The Paris Club of 19 creditor nations on Thursday formally agreed the offer, first made soon after the tsunami.

Sri Lanka's finance minister said he would now be pressing for the payment freeze to run till the end of 2007.

Sri Lanka, whose tourist industry was severely damaged by the tsunami, had already signed up for the 2005 freeze.

More time needed

Finance Minister Sarath Amunugama welcomed the Paris Club's ratification of the prosposals, but said his country needed a longer breathing space.

"Of course, while we are very grateful for this decision, which will help us to tide over the immediate difficulty....we would like to lobby with the G8 to extend this to even 2006 and 2007," Mr Amunugama said in an interview with Reuters news agency.

The G8 grouping of major economies is an influential agenda setting body on global economic issues, as well as having overlapping membership with the Paris Club.

The Paris Club has offered to freeze payments to tsunami-affected nations till the end of this year and allow the deferred payments to be repaid over five years, with a one-year grace period.

Mr Amunugama said Sri Lanka's reconstruction programme "will take anything from three to five years".

"So we would very much like it if the Club could extend this," he added.

Cautious response

The Paris Club first put together the debt freeze proposals in mid-January as part of the international community's response to the giant waves that killed at least 300,000 people, destroyed coastal towns and damaged fishing and tourism.

Sri Lanka and the Seychelles accepted the assistance but other stricken nations did not.

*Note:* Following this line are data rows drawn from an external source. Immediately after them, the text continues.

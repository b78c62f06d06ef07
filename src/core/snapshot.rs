//! Snapshot restore errors.
//!
//! Illegal moves are boolean failures; a structurally inconsistent
//! snapshot handed to `restore` is the one condition the surrounding
//! system must guard against explicitly, so it gets a real error type.

/// Why a snapshot could not be restored.
#[derive(Clone, Debug, PartialEq, Eq)]
pub enum SnapshotError {
    /// Board rows/columns do not match the engine's fixed dimensions.
    DimensionMismatch {
        expected_width: usize,
        expected_height: usize,
    },
    /// A board cell carries a tag outside the engine's closed set.
    InvalidCell { row: usize, col: usize },
    /// The active piece or bag references an unknown shape or an
    /// impossible placement.
    InvalidPiece,
}

impl std::fmt::Display for SnapshotError {
    fn fmt(&self, f: &mut std::fmt::Formatter<'_>) -> std::fmt::Result {
        match self {
            SnapshotError::DimensionMismatch {
                expected_width,
                expected_height,
            } => write!(
                f,
                "snapshot board is not {expected_width}x{expected_height}"
            ),
            SnapshotError::InvalidCell { row, col } => {
                write!(f, "snapshot cell ({row}, {col}) holds an unknown tag")
            }
            SnapshotError::InvalidPiece => write!(f, "snapshot piece data is inconsistent"),
        }
    }
}

impl std::error::Error for SnapshotError {}
//! The seven falling-block shapes.
//!
//! Each shape is four offsets relative to a pivot cell, `(dr, dc)` with
//! rows growing downward. Rotation is the pure coordinate transform
//! `(dr, dc) -> (-dc, dr)` applied once per 90° step; there is no
//! wall-kick search, so a rotation that collides is simply rejected by
//! the engine. The O shape is not rotatable at all.

use serde::{Deserialize, Serialize};

/// Shape identifier for the seven tetrominoes.
#[derive(Clone, Copy, Debug, PartialEq, Eq, Hash, Serialize, Deserialize)]
pub enum Shape {
    I,
    O,
    T,
    S,
    Z,
    J,
    L,
}

impl Shape {
    /// All seven shapes, in bag-fill order.
    pub const ALL: [Shape; 7] = [
        Shape::I,
        Shape::O,
        Shape::T,
        Shape::S,
        Shape::Z,
        Shape::J,
        Shape::L,
    ];

    /// Stable index, 0..7.
    #[must_use]
    pub const fn index(self) -> usize {
        match self {
            Shape::I => 0,
            Shape::O => 1,
            Shape::T => 2,
            Shape::S => 3,
            Shape::Z => 4,
            Shape::J => 5,
            Shape::L => 6,
        }
    }

    /// Shape for a stable index.
    #[must_use]
    pub const fn from_index(index: usize) -> Option<Shape> {
        match index {
            0 => Some(Shape::I),
            1 => Some(Shape::O),
            2 => Some(Shape::T),
            3 => Some(Shape::S),
            4 => Some(Shape::Z),
            5 => Some(Shape::J),
            6 => Some(Shape::L),
            _ => None,
        }
    }

    /// Pivot-relative cell offsets in spawn orientation.
    #[must_use]
    pub const fn offsets(self) -> [(i32, i32); 4] {
        match self {
            Shape::I => [(0, -1), (0, 0), (0, 1), (0, 2)],
            Shape::O => [(0, 0), (0, 1), (1, 0), (1, 1)],
            Shape::T => [(0, -1), (0, 0), (0, 1), (-1, 0)],
            Shape::S => [(0, 0), (0, 1), (1, -1), (1, 0)],
            Shape::Z => [(0, -1), (0, 0), (1, 0), (1, 1)],
            Shape::J => [(-1, -1), (0, -1), (0, 0), (0, 1)],
            Shape::L => [(-1, 1), (0, -1), (0, 0), (0, 1)],
        }
    }

    /// Whether rotation can change this shape's cells.
    #[must_use]
    pub const fn rotatable(self) -> bool {
        !matches!(self, Shape::O)
    }
}

/// Offsets after `rotation` 90° clockwise steps.
#[must_use]
pub fn rotated_offsets(shape: Shape, rotation: u8) -> [(i32, i32); 4] {
    let mut offsets = shape.offsets();
    for _ in 0..(rotation % 4) {
        for cell in &mut offsets {
            *cell = (-cell.1, cell.0);
        }
    }
    offsets
}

India and Thailand both said their economies would be able to cope without it.

Indonesia initially accepted the Paris Club's offer, but the government later changed its mind, saying other forms of international aid would meet its needs better.

Sri Lanka has debts totalling $8.8bn, though not all of this is owed to Paris Club nations. Servicing this debt in 2005 is expected to cost the country $476m.

Indonesia owes $272bn, of which $48bn is owed to Paris Club nations. It suffered by far the highest death toll of any single country.

Mulia Nasution, a senior official in Indonesia's finance ministry, said on Friday that his country would look again at the Paris Club's proposals but was unlikely to accept.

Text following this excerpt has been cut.